A NEW COMMENTARY EACH WEDNESDAY — A VIRTUAL PUBLICATION  OF THE ANONYMOUS ANYTHING SOCIETY


LET'S GET OUT OF AFGHANISTAN

    In the past nine years, there have been 2,386 American military deaths and 20,049 wounded in Afghanistan. There would have many more, if military medicine had not made the advances it has since 1970. Beyond this awful price, what has the $4.79-Trillion the Watson Institute of Brown University says the US has wasted in Afghanistan in the past decade, gained us? Once we got bin Laden, we should have declared ourselves winners and without hesitation, brought everyone home.

    The word from the Pentagon is that the generals want another 3,000 to 6000 troops in Afghanistan. What will this accomplish that nine years of blood, sweat and tears has not? Remember that both Great Britain, at the height of its power, and most recently Russia, failed miserably in their attempts to civilize a people whose sport is to fight ruthlessly over a desiccated, dead calf in a giant melee' while mounted; whose principal incomes are derived almost entirely from the cultivation of opium poppies.

    Remember the former Afghan President, Hamid Karzai, with the big cape and lambs-wool Nehru cap; sitting up there in the balcony of Congress with Michelle Obama, while her husband addressed Congress? Multi-millionaire Karzai is now bad-mouthing the US. due to regrettable casualties suffered by civilians among whom the Taliban are hiding. He certainly was never much help when he was in office, and neither was the impotent, corrupt, less than useless Afghan army.

     The Afghan people do not have the will to save their nation. For us to continue trying to do so for them is an exercise in futility.

    Once again, the Taliban is whipping the weak, corruption-ridden Afghan forces under President Ashran Ghani, exactly like the Viet Cong decimated the corruption-ridden south Vietnamese army before we fled— to forever mourn fifty-thousand of our valiant dead in Southeast Asia. One cannot visit the magnificent monument or even view The Wall on a computer screen without weeping. If we Americans did not learn from this supremely tragic experience, nothing can save us from self-immolation.    

    To turn the famous statement by Winston Churchill on its head: "Never before have so few stolen so much from so many in such a short time." According to the Wilson Institute at Brown University, at least one-billion-dollars is missing from The Bank of Kabul. Officers and shareholders such as CEO Khalilullah Ferozi and bank president Sherkan Farood, deliberately hid the scale of massive withdrawals by friends and relatives. Mahmoud Karzai, Hamid Karzai's brother, got $22-million. No one is expected to pay anything back. No one is serving time for a theft of gargantuan proportions, and probably never will in that irredeemably corrupt society. Genghis Khan treated his people better than Afghan presidents treat theirs. The New York Times recently stated that U.S. efforts to fight the corruption at all levels in Afghanistan is a total failure.

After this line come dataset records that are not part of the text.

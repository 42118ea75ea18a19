//! Persistence layer.
//!
//! All durable state lives in a relational store accessed through `sqlx`
//! (SQLite). The schema is created idempotently on connect. Handlers do
//! sequential read-then-write against it; the only multi-statement
//! transaction is the credit ledger append.

mod challenge;
mod credits;
mod picks;

pub use picks::PickFilter;

use anyhow::{Context, Result};
use rust_decimal::Decimal;
use sqlx::sqlite::{SqliteConnectOptions, SqlitePool, SqlitePoolOptions};
use std::str::FromStr;
use tracing::{debug, info};

const SCHEMA: &[&str] = &[
    "CREATE TABLE IF NOT EXISTS competitions (
        id TEXT PRIMARY KEY,
        name TEXT NOT NULL,
        status TEXT NOT NULL,
        start_date TEXT NOT NULL,
        end_date TEXT NOT NULL
    )",
    "CREATE TABLE IF NOT EXISTS ai_models (
        id TEXT PRIMARY KEY,
        display_name TEXT NOT NULL,
        provider TEXT NOT NULL,
        total_picks INTEGER NOT NULL DEFAULT 0,
        wins INTEGER NOT NULL DEFAULT 0,
        losses INTEGER NOT NULL DEFAULT 0,
        win_rate REAL NOT NULL DEFAULT 0,
        current_streak INTEGER NOT NULL DEFAULT 0,
        best_streak INTEGER NOT NULL DEFAULT 0,
        total_profit_loss REAL NOT NULL DEFAULT 0
    )",
    "CREATE TABLE IF NOT EXISTS picks (
        id TEXT PRIMARY KEY,
        competition_id TEXT NOT NULL REFERENCES competitions(id),
        model_id TEXT NOT NULL REFERENCES ai_models(id),
        ticker TEXT NOT NULL,
        category TEXT NOT NULL,
        confidence REAL NOT NULL,
        entry_price REAL NOT NULL,
        target_price REAL NOT NULL,
        reasoning TEXT NOT NULL,
        week_number INTEGER NOT NULL,
        picked_at TEXT NOT NULL,
        expires_at TEXT NOT NULL,
        status TEXT NOT NULL,
        result TEXT,
        exit_price REAL,
        profit_loss_percent REAL,
        resolved_at TEXT
    )",
    "CREATE INDEX IF NOT EXISTS idx_picks_status ON picks(status)",
    "CREATE INDEX IF NOT EXISTS idx_picks_slot ON picks(competition_id, model_id, category, week_number)",
    "CREATE TABLE IF NOT EXISTS enrollments (
        id TEXT PRIMARY KEY,
        user_id TEXT NOT NULL,
        challenge_id TEXT NOT NULL,
        starting_balance TEXT NOT NULL,
        balance TEXT NOT NULL,
        portfolio_value TEXT NOT NULL,
        total_return_percent REAL NOT NULL DEFAULT 0,
        current_day INTEGER NOT NULL DEFAULT 1,
        trades_count INTEGER NOT NULL DEFAULT 0,
        milestones_count INTEGER NOT NULL DEFAULT 0,
        milestones_achieved TEXT NOT NULL DEFAULT '[]',
        status TEXT NOT NULL,
        started_at TEXT NOT NULL,
        completed_at TEXT,
        final_rank INTEGER
    )",
    "CREATE INDEX IF NOT EXISTS idx_enrollments_user ON enrollments(user_id, challenge_id)",
    "CREATE TABLE IF NOT EXISTS holdings (
        enrollment_id TEXT NOT NULL REFERENCES enrollments(id),
        ticker TEXT NOT NULL,
        quantity TEXT NOT NULL,
        avg_price TEXT NOT NULL,
        last_price TEXT NOT NULL,
        PRIMARY KEY (enrollment_id, ticker)
    )",
    "CREATE TABLE IF NOT EXISTS challenge_trades (
        id TEXT PRIMARY KEY,
        enrollment_id TEXT NOT NULL REFERENCES enrollments(id),
        ticker TEXT NOT NULL,
        side TEXT NOT NULL,
        quantity TEXT NOT NULL,
        price TEXT NOT NULL,
        executed_at TEXT NOT NULL
    )",
    "CREATE TABLE IF NOT EXISTS credit_transactions (
        id TEXT PRIMARY KEY,
        user_id TEXT NOT NULL,
        amount INTEGER NOT NULL,
        transaction_type TEXT NOT NULL,
        description TEXT NOT NULL,
        created_at TEXT NOT NULL
    )",
    "CREATE INDEX IF NOT EXISTS idx_credit_tx_user ON credit_transactions(user_id)",
    "CREATE TABLE IF NOT EXISTS user_credits (
        user_id TEXT PRIMARY KEY,
        balance INTEGER NOT NULL
    )",
];

/// Handle to the relational store. Cheap to clone.
#[derive(Clone)]
pub struct Store {
    pool: SqlitePool,
}

impl Store {
    /// Connect to a database URL (e.g. `sqlite://market_oracle.db`) and
    /// ensure the schema exists.
    pub async fn connect(url: &str, max_connections: u32) -> Result<Self> {
        let options = SqliteConnectOptions::from_str(url)
            .with_context(|| format!("Invalid database url: {url}"))?
            .create_if_missing(true);

        let pool = SqlitePoolOptions::new()
            .max_connections(max_connections.max(1))
            .connect_with(options)
            .await
            .with_context(|| format!("Failed to open database {url}"))?;

        let store = Self { pool };
        store.migrate().await?;
        info!(url, "Database ready");
        Ok(store)
    }

    /// A private in-memory database (tests, dry runs).
    ///
    /// Pinned to a single connection that never expires, since each SQLite
    /// memory connection is its own database.
    pub async fn in_memory() -> Result<Self> {
        let options = SqliteConnectOptions::from_str("sqlite::memory:")?;
        let pool = SqlitePoolOptions::new()
            .max_connections(1)
            .idle_timeout(None::<std::time::Duration>)
            .max_lifetime(None::<std::time::Duration>)
            .connect_with(options)
            .await
            .context("Failed to open in-memory database")?;

        let store = Self { pool };
        store.migrate().await?;
        Ok(store)
    }

    async fn migrate(&self) -> Result<()> {
        for statement in SCHEMA {
            sqlx::query(statement)
                .execute(&self.pool)
                .await
                .context("Failed to apply schema")?;
        }
        debug!(statements = SCHEMA.len(), "Schema applied");
        Ok(())
    }

    pub fn pool(&self) -> &SqlitePool {
        &self.pool
    }
}

/// Decode a decimal stored as TEXT.
fn parse_decimal(column: &str, value: &str) -> Result<Decimal> {
    Decimal::from_str(value).with_context(|| format!("Invalid decimal in {column}: {value}"))
}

MORE DISTURBING INFORMATION: According to "The Center for Integrity," an International Watchdog group recognized for investigating the financial shenanigans of certain law firms in Panama and offshore "banks," charge that U.S. personnel in Afghanistan have stolen and resold at least $15-million in fuel, from which they personally profited. It was inevitable that the ingrained corruption of Afghanistan would rub off on some of our military.

   I'm angry as Hell. It is heart-breaking to continue to post the faces of fallen heroes: young men and women, most of whom appear to me to be hardly teen-agers, whose photos I am compelled to post on Facebook almost every day. For God's sake, bring those who still survive home, NOW! 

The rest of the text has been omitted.